Rémunérations au juste prix

Les architectes du paysage sont aujourd’hui dopés par la part croissante acquise par le paysage dans l’aménagement. Ils trouvent de nouvelles possibilités d’exercer leur talent dans le péri-urbain ou dans le monde rural, à travers l’élaboration des documents d’urbanisme (SCOT, PLU) et des chartes paysagères. « Mais nous souhaiterions que ces compétences soient rémunérées à leur juste prix », plaide Vincent Tricaud, président de la fédération dans le Sud-Ouest. Les missions du paysagiste sont soit payées au forfait soit rétribuées moitié moins que celles de l’architecte ou de l’urbaniste. Il existe cinq écoles en France (Versailles, Bordeaux, Angers, Blois, Paris) qui forment à la profession de paysagiste ou d’ingénieur en paysage, dont les écoles de Bordeaux et de Versailles, mais dans des cursus distincts de celui des architectes. Un projet de filière paysage émerge aujourd’hui à l’école de Lille.

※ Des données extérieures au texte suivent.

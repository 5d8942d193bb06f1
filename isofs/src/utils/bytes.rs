//! Bounds-checked field access
//!
//! ISO9660 stores most numbers twice, little-endian followed by big-endian.
//! Only the little-endian half is read.

/// Byte at `offset`
pub fn u8_at(data: &[u8], offset: usize) -> Option<u8> {
    data.get(offset).copied()
}

/// Little-endian 16-bit value at `offset`
pub fn le16_at(data: &[u8], offset: usize) -> Option<u16> {
    let bytes = data.get(offset..offset.checked_add(2)?)?;
    Some(u16::from_le_bytes([bytes[0], bytes[1]]))
}

/// Little-endian 32-bit value at `offset`
pub fn le32_at(data: &[u8], offset: usize) -> Option<u32> {
    let bytes = data.get(offset..offset.checked_add(4)?)?;
    Some(u32::from_le_bytes([bytes[0], bytes[1], bytes[2], bytes[3]]))
}

/// Both-endian 16-bit value (ISO9660 7.2.3) at `offset`
pub fn both16_at(data: &[u8], offset: usize) -> Option<u16> {
    // the big-endian half must at least be present
    data.get(offset..offset.checked_add(4)?)?;
    le16_at(data, offset)
}

/// Both-endian 32-bit value (ISO9660 7.3.3) at `offset`
pub fn both32_at(data: &[u8], offset: usize) -> Option<u32> {
    data.get(offset..offset.checked_add(8)?)?;
    le32_at(data, offset)
}

/// `len` bytes starting at `offset`
pub fn slice_at(data: &[u8], offset: usize, len: usize) -> Option<&[u8]> {
    data.get(offset..offset.checked_add(len)?)
}
//! Common test utilities: image builder, mount helpers and layout wrappers

#![allow(dead_code)]

pub mod builder;
pub use builder::*;

use isofs::{IsoFs, MountOptions};
use std::io::Cursor;

pub type MemFs = IsoFs<Cursor<Vec<u8>>>;

/// Mount an in-memory image with default options
pub fn mount(image: Vec<u8>) -> MemFs {
    mount_with(image, MountOptions::default())
}

pub fn mount_with(image: Vec<u8>, options: MountOptions) -> MemFs {
    IsoFs::mount(Cursor::new(image), options).expect("image should mount")
}

/// Sorted entry names of a directory
pub fn entry_names(fs: &MemFs, path: &str) -> Vec<String> {
    let mut names: Vec<String> = fs
        .read_dir(path)
        .expect("directory should list")
        .into_iter()
        .map(|entry| entry.name)
        .collect();
    names.sort();
    names
}

/// Small image used by most tests: /hello.txt and /sub/a.txt
pub fn simple_image(rock_ridge: bool) -> Vec<u8> {
    let mut builder = IsoBuilder::new();
    builder
        .rock_ridge(rock_ridge)
        .add_file("/hello.txt", b"hi")
        .add_file("/sub/a.txt", b"contents of a\n");
    builder.build()
}

/// Spread each 2048-byte block of `image` over a raw sector of
/// `sector_size` bytes, user data starting `header` bytes in
pub fn wrap_sectors(image: &[u8], sector_size: usize, header: usize) -> Vec<u8> {
    assert!(header + BLOCK <= sector_size);
    let mut out = Vec::with_capacity(image.len() / BLOCK * sector_size);
    for (index, block) in image.chunks(BLOCK).enumerate() {
        let mut sector = vec![0u8; sector_size];
        if sector_size == 2352 && header >= 16 {
            // sync pattern, MSF address, mode
            sector[1..11].fill(0xFF);
            sector[12] = (index / 4500) as u8;
            sector[13] = (index / 75 % 60) as u8;
            sector[14] = (index % 75) as u8;
            sector[15] = if header == 16 { 1 } else { 2 };
        }
        sector[header..header + block.len()].copy_from_slice(block);
        out.extend_from_slice(&sector);
    }
    out
}

/// Prefix `image` with an empty Nero container header
pub fn nrg_wrap(image: &[u8]) -> Vec<u8> {
    let mut out = vec![0u8; 307_200];
    out.extend_from_slice(image);
    out
}
//! ISO9660 extensions (SUSP, Rock Ridge)

pub mod rock_ridge;
pub mod susp;

use crate::directory::record::{DirectoryRecord, RecordView};
use crate::error::{IsoFsError, Result};
use crate::volume::Volume;
use rock_ridge::RockRidge;
use std::io::{Read, Seek};
use susp::ContinuationArea;

enum Pending {
    Continuation(ContinuationArea),
    Relocation(u32),
}

/// Decode the system use area of `record`, following CE and CL entries
///
/// A CL entry replaces `record` with the "." record of the relocated
/// directory and decodes that record's own entries as well. Continuation
/// areas beyond the configured limit are ignored; relocations beyond it
/// fail with [`IsoFsError::Corrupt`].
pub fn load<R: Read + Seek>(
    volume: &Volume<R>,
    record: &mut DirectoryRecord,
    system_use: &[u8],
) -> Result<RockRidge> {
    let options = volume.options();
    let mut rock_ridge = RockRidge::default();
    let mut pending = Vec::new();
    let mut continuations = 0;
    let mut relocations = 0;

    let mut span = system_use.to_vec();
    loop {
        let outcome = rock_ridge.parse_span(&span, volume.susp(), volume.data_size())?;
        // relocations are resolved before the rest of the current record
        if let Some(area) = outcome.continuation {
            pending.push(Pending::Continuation(area));
        }
        if let Some(block) = outcome.relocation {
            pending.push(Pending::Relocation(block));
        }

        span = match pending.pop() {
            None => break,
            Some(Pending::Continuation(area)) => {
                continuations += 1;
                if continuations > options.max_continuation_areas {
                    log::warn!("more than {} continuation areas, ignoring the rest", options.max_continuation_areas);
                    Vec::new()
                } else {
                    volume.read_span(area.extent, area.offset as u64, area.size as usize)?
                }
            }
            Some(Pending::Relocation(block)) => {
                relocations += 1;
                if relocations > options.max_relocation_depth {
                    return Err(IsoFsError::corrupt(format!(
                        "relocated directory chain deeper than {}",
                        options.max_relocation_depth
                    )));
                }
                let mut buffer = volume.block_buffer();
                let len = volume.read_block(block, &mut buffer)?;
                let dot = RecordView::parse(&buffer[..len])?;
                if dot.name().len() != 1 {
                    return Err(IsoFsError::corrupt(format!(
                        "relocated directory at block {block} does not start with \".\""
                    )));
                }
                *record = dot.to_record();
                rock_ridge.child_link = Some(block);
                let skip = volume.susp().skip();
                dot.system_use().get(skip..).unwrap_or(&[]).to_vec()
            }
        };
    }

    rock_ridge.finish();
    Ok(rock_ridge)
}
//! System Use Sharing Protocol
//!
//! The system use area after a directory record's name holds a chain of
//! entries, each a 2-byte signature, a 1-byte total length, a 1-byte
//! version and a payload. SUSP itself defines the framing entries (SP, CE,
//! ST, PD, ER, ES); Rock Ridge defines the POSIX ones on top.

use std::sync::atomic::{AtomicBool, AtomicU8, Ordering};

/// Size of the entry header (signature, length, version)
pub const ENTRY_HEADER_LEN: usize = 4;

/// Magic bytes of the SP entry
pub const SP_MAGIC: [u8; 2] = [0xBE, 0xEF];

/// Signature constants
pub mod signatures {
    /// SUSP indicator
    pub const SUSP_INDICATOR: &[u8; 2] = b"SP";
    /// Continuation area
    pub const CONTINUATION: &[u8; 2] = b"CE";
    /// Padding
    pub const PADDING: &[u8; 2] = b"PD";
    /// SUSP terminator
    pub const TERMINATOR: &[u8; 2] = b"ST";
    /// Extensions reference
    pub const EXTENSIONS_REFERENCE: &[u8; 2] = b"ER";
    /// Extension selector
    pub const EXTENSION_SELECTOR: &[u8; 2] = b"ES";
    /// Rock Ridge indicator (RRIP 1.09)
    pub const ROCK_RIDGE: &[u8; 2] = b"RR";
    /// POSIX file attributes signature
    pub const POSIX_ATTRS: &[u8; 2] = b"PX";
    /// POSIX device number signature
    pub const POSIX_DEV: &[u8; 2] = b"PN";
    /// Symbolic link signature
    pub const SYMLINK: &[u8; 2] = b"SL";
    /// Alternate name signature
    pub const ALTERNATE_NAME: &[u8; 2] = b"NM";
    /// Child link signature
    pub const CHILD_LINK: &[u8; 2] = b"CL";
    /// Parent link signature
    pub const PARENT_LINK: &[u8; 2] = b"PL";
    /// Relocated directory signature
    pub const RELOCATED_DIR: &[u8; 2] = b"RE";
    /// Timestamps signature
    pub const TIMESTAMPS: &[u8; 2] = b"TF";
    /// Sparse file signature
    pub const SPARSE_FILE: &[u8; 2] = b"SF";
    /// zisofs compression signature
    pub const ZISOFS: &[u8; 2] = b"ZF";
}

/// One entry of a system use area
#[derive(Debug, Clone, Copy)]
pub struct SuspEntry<'a> {
    /// Two-character signature
    pub signature: [u8; 2],

    /// Length the entry declares for itself
    pub declared_len: usize,

    /// Entry version
    pub version: u8,

    /// Entry bytes, header included, clipped to the area
    pub bytes: &'a [u8],
}

impl<'a> SuspEntry<'a> {
    /// Does the declared length fit inside the area?
    pub fn is_complete(&self) -> bool {
        self.declared_len >= ENTRY_HEADER_LEN && self.declared_len == self.bytes.len()
    }
}

/// Iterator over the entries of one system use area
///
/// Iteration stops at fewer than four remaining bytes and after an entry
/// whose declared length cannot be used to advance.
pub struct Entries<'a> {
    rest: &'a [u8],
}

impl<'a> Entries<'a> {
    /// Iterate over `area`
    pub fn new(area: &'a [u8]) -> Self {
        Self { rest: area }
    }
}

impl<'a> Iterator for Entries<'a> {
    type Item = SuspEntry<'a>;

    fn next(&mut self) -> Option<Self::Item> {
        if self.rest.len() < ENTRY_HEADER_LEN {
            return None;
        }
        let declared_len = self.rest[2] as usize;
        let entry = SuspEntry {
            signature: [self.rest[0], self.rest[1]],
            declared_len,
            version: self.rest[3],
            bytes: &self.rest[..declared_len.clamp(ENTRY_HEADER_LEN, self.rest.len())],
        };
        if entry.is_complete() {
            self.rest = &self.rest[declared_len..];
        } else {
            self.rest = &[];
        }
        Some(entry)
    }
}

/// Skip byte from the SP entry at the start of a root "." system use area
///
/// Returns `None` when the area does not begin with a well-formed SP.
pub fn find_sp(system_use: &[u8]) -> Option<u8> {
    match system_use {
        [b'S', b'P', 7, 1, 0xBE, 0xEF, skip, ..] => Some(*skip),
        _ => None,
    }
}

/// Location of a continuation area
#[derive(Debug, Clone, Copy, PartialEq, Eq)]
pub struct ContinuationArea {
    /// Logical block holding the area
    pub extent: u32,

    /// Byte offset inside that block
    pub offset: u32,

    /// Length of the area
    pub size: u32,
}

/// Mount-wide SUSP state, set by the SP entry of the root
#[derive(Debug, Default)]
pub struct SuspState {
    active: AtomicBool,
    skip: AtomicU8,
}

impl SuspState {
    /// Mark SUSP as in use with `skip` bytes before each record's entries
    pub fn activate(&self, skip: u8) {
        self.skip.store(skip, Ordering::Release);
        self.active.store(true, Ordering::Release);
    }

    /// Turn SUSP processing off for the rest of the mount
    pub fn disable(&self) {
        self.active.store(false, Ordering::Release);
    }

    /// Is SUSP processing active?
    pub fn is_active(&self) -> bool {
        self.active.load(Ordering::Acquire)
    }

    /// Bytes skipped at the start of each system use area
    pub fn skip(&self) -> usize {
        self.skip.load(Ordering::Acquire) as usize
    }
}
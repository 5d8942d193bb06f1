//! Decoding helpers shared by the on-disk parsers

pub mod bytes;
pub mod datetime;
pub mod string;
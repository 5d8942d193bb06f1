//! File identifier fixups
//!
//! Plain ISO9660 identifiers look like `README.TXT;1`; they are cut at the
//! version separator, lose a dangling `.` and are lowercased. Joliet
//! identifiers are UCS-2BE and are transliterated to UTF-8.

use crate::utils::string::decode_ucs2be;

/// Readable name for a plain ISO9660 identifier
pub fn iso_name(raw: &[u8]) -> String {
    let raw = raw.split(|&b| b == 0).next().unwrap_or_default();
    let mut name = match raw.iter().position(|&b| b == b';') {
        Some(pos) => &raw[..pos],
        None => raw,
    };
    if let Some(stripped) = name.strip_suffix(b".") {
        name = stripped;
    }

    let fixed: Vec<u8> = name
        .iter()
        .map(|&b| match b {
            b';' | b'/' => b'.',
            _ => b.to_ascii_lowercase(),
        })
        .collect();
    String::from_utf8_lossy(&fixed).into_owned()
}

/// Readable name for a Joliet identifier
///
/// Code units that do not decode are dropped.
pub fn joliet_name(raw: &[u8]) -> String {
    let mut name = decode_ucs2be(raw);
    if name.len() > 2 && name.ends_with(";1") {
        name.truncate(name.len() - 2);
    }
    if name.len() >= 2 && name.ends_with('.') {
        name.pop();
    }
    name
}

/// Decode an identifier according to the volume's Joliet level
pub fn decode_name(raw: &[u8], joliet_level: u8) -> String {
    if joliet_level > 0 {
        joliet_name(raw)
    } else {
        iso_name(raw)
    }
}

/// Can `name` be used as a single path component?
pub fn is_valid_component(name: &str) -> bool {
    !name.is_empty() && name != "." && name != ".." && !name.contains(|c: char| c == '/' || c == '\0')
}
//! UART interface trait
//!
//! The modem is reached over a UART; the command channel only needs a
//! non-blocking byte pipe in both directions.

use crate::platform::Result;

/// UART configuration
#[derive(Debug, Clone, Copy)]
pub struct UartConfig {
    /// Baud rate in bits per second
    pub baud_rate: u32,
    /// Data bits (typically 8)
    pub data_bits: u8,
}

impl Default for UartConfig {
    fn default() -> Self {
        Self {
            baud_rate: 115200,
            data_bits: 8,
        }
    }
}

/// UART interface trait
///
/// Platform implementations must provide this interface for UART communication.
///
/// # Safety Invariants
///
/// - UART peripheral must be initialized before use
/// - Only one owner per UART peripheral instance
/// - No concurrent access to the same UART from multiple contexts
pub trait UartInterface {
    /// Write data to UART
    ///
    /// Returns the number of bytes written.
    ///
    /// # Errors
    ///
    /// Returns `PlatformError::Uart` if the write operation fails.
    fn write(&mut self, data: &[u8]) -> Result<usize>;

    /// Read data from UART
    ///
    /// Reads up to `buffer.len()` bytes into the provided buffer without
    /// blocking. Returns the number of bytes actually read.
    ///
    /// # Errors
    ///
    /// Returns `PlatformError::Uart` if the read operation fails.
    fn read(&mut self, buffer: &mut [u8]) -> Result<usize>;

    /// Check if data is available to read
    ///
    /// Returns `true` if at least one byte can be read without blocking.
    fn available(&self) -> bool;

    /// Flush transmit buffer
    ///
    /// Blocks until all pending transmit data has been sent.
    fn flush(&mut self) -> Result<()>;
}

Un prix a été attribué à un projet de fin d’études à Virginie Albira de l’école de Bordeaux, pour son travail d’intégration paysagère de la future autoroute Pau-Oléron. Deux mentions ont été accordées, à Angélique Le Néel, de l’école de Blois, pour son projet de parc naturel urbain dans une friche industrielle de Rennes et à Alban Mannisi, de l’école de Bordeaux, pour son travail sur les zones de transit aériennes, ferroviaires et routières.